== Exercise directions ==
Return only the lines running from the first line of the listing through the one with "#[sea_orm(primary_key, auto_increment = false)]", unchanged.

== Supplied data ==

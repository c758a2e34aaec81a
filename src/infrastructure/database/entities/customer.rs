//! Customer entity

use sea_orm::entity::prelude::*;
use serde::{Deserialize, Serialize};

#[derive(Clone, Debug, PartialEq, DeriveEntityModel, Serialize, Deserialize)]
#[sea_orm(table_name = "customers")]
pub struct Model {
    #[sea_orm(primary_key, auto_increment = false)]
    pub id: Uuid,

    pub full_name: String,

    #[sea_orm(unique)]
    pub email: String,

    pub created_at: DateTimeUtc,
}

#[derive(Copy, Clone, Debug, EnumIter, DeriveRelation)]
pub enum Relation {
    #[sea_orm(has_many = "super::reservation::Entity")]
    Reservations,
}

impl Related<super::reservation::Entity> for Entity {
    fn to() -> RelationDef {
        Relation::Reservations.def()
    }
}

impl ActiveModelBehavior for ActiveModel {}
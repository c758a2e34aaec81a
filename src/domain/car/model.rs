//! Car domain entity

use chrono::{DateTime, Utc};
use uuid::Uuid;

use crate::shared::errors::{DomainError, DomainResult};

/// Fleet classification (economy, suv, ...). Stored trimmed and lowercase.
#[derive(Debug, Clone, PartialEq, Eq, Hash)]
pub struct CarCategory(String);

impl CarCategory {
    pub fn new(name: impl AsRef<str>) -> DomainResult<Self> {
        let normalized = name.as_ref().trim().to_lowercase();
        if normalized.is_empty() {
            return Err(DomainError::InvalidCar("category must not be empty".into()));
        }
        Ok(Self(normalized))
    }

    pub fn as_str(&self) -> &str {
        &self.0
    }
}

impl std::fmt::Display for CarCategory {
    fn fmt(&self, f: &mut std::fmt::Formatter<'_>) -> std::fmt::Result {
        f.write_str(&self.0)
    }
}

/// A car in the rental fleet
#[derive(Debug, Clone, PartialEq)]
pub struct Car {
    pub id: Uuid,
    /// Licence plate, unique across the fleet
    pub plate: String,
    pub category: CarCategory,
    pub created_at: DateTime<Utc>,
}

impl Car {
    pub fn new(plate: &str, category: CarCategory) -> DomainResult<Self> {
        let plate = plate.trim().to_uppercase();
        if plate.is_empty() {
            return Err(DomainError::InvalidCar("plate must not be empty".into()));
        }
        Ok(Self {
            id: Uuid::new_v4(),
            plate,
            category,
            created_at: Utc::now(),
        })
    }

    pub fn is_in_category(&self, category: &CarCategory) -> bool {
        &self.category == category
    }
}
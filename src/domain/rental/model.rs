//! Rental domain entity

use chrono::{DateTime, Utc};
use uuid::Uuid;

use super::readings::{FuelLevel, Odometer};
use crate::shared::errors::{DomainError, DomainResult};

/// Rental status, derived from whether a return was recorded
#[derive(Debug, Clone, Copy, PartialEq, Eq)]
pub enum RentalStatus {
    /// Car is with the customer
    Active,
    /// Car is back
    Completed,
}

impl RentalStatus {
    pub fn as_str(&self) -> &'static str {
        match self {
            Self::Active => "Active",
            Self::Completed => "Completed",
        }
    }
}

/// Odometer and fuel readings at the moment the car changed hands
#[derive(Debug, Clone, Copy, PartialEq, Eq)]
pub struct Handover {
    pub km: Odometer,
    pub fuel: FuelLevel,
    pub at: DateTime<Utc>,
}

/// A car rental created from a confirmed reservation
#[derive(Debug, Clone, PartialEq)]
pub struct Rental {
    pub id: Uuid,
    pub reservation_id: Uuid,
    pub customer_id: Uuid,
    pub car_id: Uuid,
    pub pickup: Handover,
    /// Set exactly once, by [`Rental::return_car`]
    pub returned: Option<Handover>,
}

impl Rental {
    pub fn pick_up(reservation_id: Uuid, customer_id: Uuid, car_id: Uuid, pickup: Handover) -> Self {
        Self {
            id: Uuid::new_v4(),
            reservation_id,
            customer_id,
            car_id,
            pickup,
            returned: None,
        }
    }

    pub fn status(&self) -> RentalStatus {
        if self.returned.is_some() {
            RentalStatus::Completed
        } else {
            RentalStatus::Active
        }
    }

    pub fn return_car(&mut self, handover: Handover) -> DomainResult<()> {
        if self.returned.is_some() {
            return Err(DomainError::InvalidStatusTransition {
                entity: "rental",
                from: self.status().as_str(),
                operation: "return",
            });
        }
        if handover.km < self.pickup.km {
            return Err(DomainError::InvalidKm(format!(
                "return reading {} is below pickup reading {}",
                handover.km, self.pickup.km
            )));
        }
        self.returned = Some(handover);
        Ok(())
    }

    /// Distance driven, once returned
    pub fn km_driven(&self) -> Option<u32> {
        self.returned.map(|r| r.km.km() - self.pickup.km.km())
    }
}

// ── Tests ──────────────────────────────────────────────────────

== Reply to the task ==
repository c758a2e34aaec81a
filename src/infrastructure/database/entities/customer.rs
//! Customer entity

use sea_orm::entity::prelude::*;
use serde::{Deserialize, Serialize};

#[derive(Clone, Debug, PartialEq, DeriveEntityModel, Serialize, Deserialize)]
#[sea_orm(table_name = "customers")]
pub struct Model {
    #[sea_orm(primary_key, auto_increment = false)]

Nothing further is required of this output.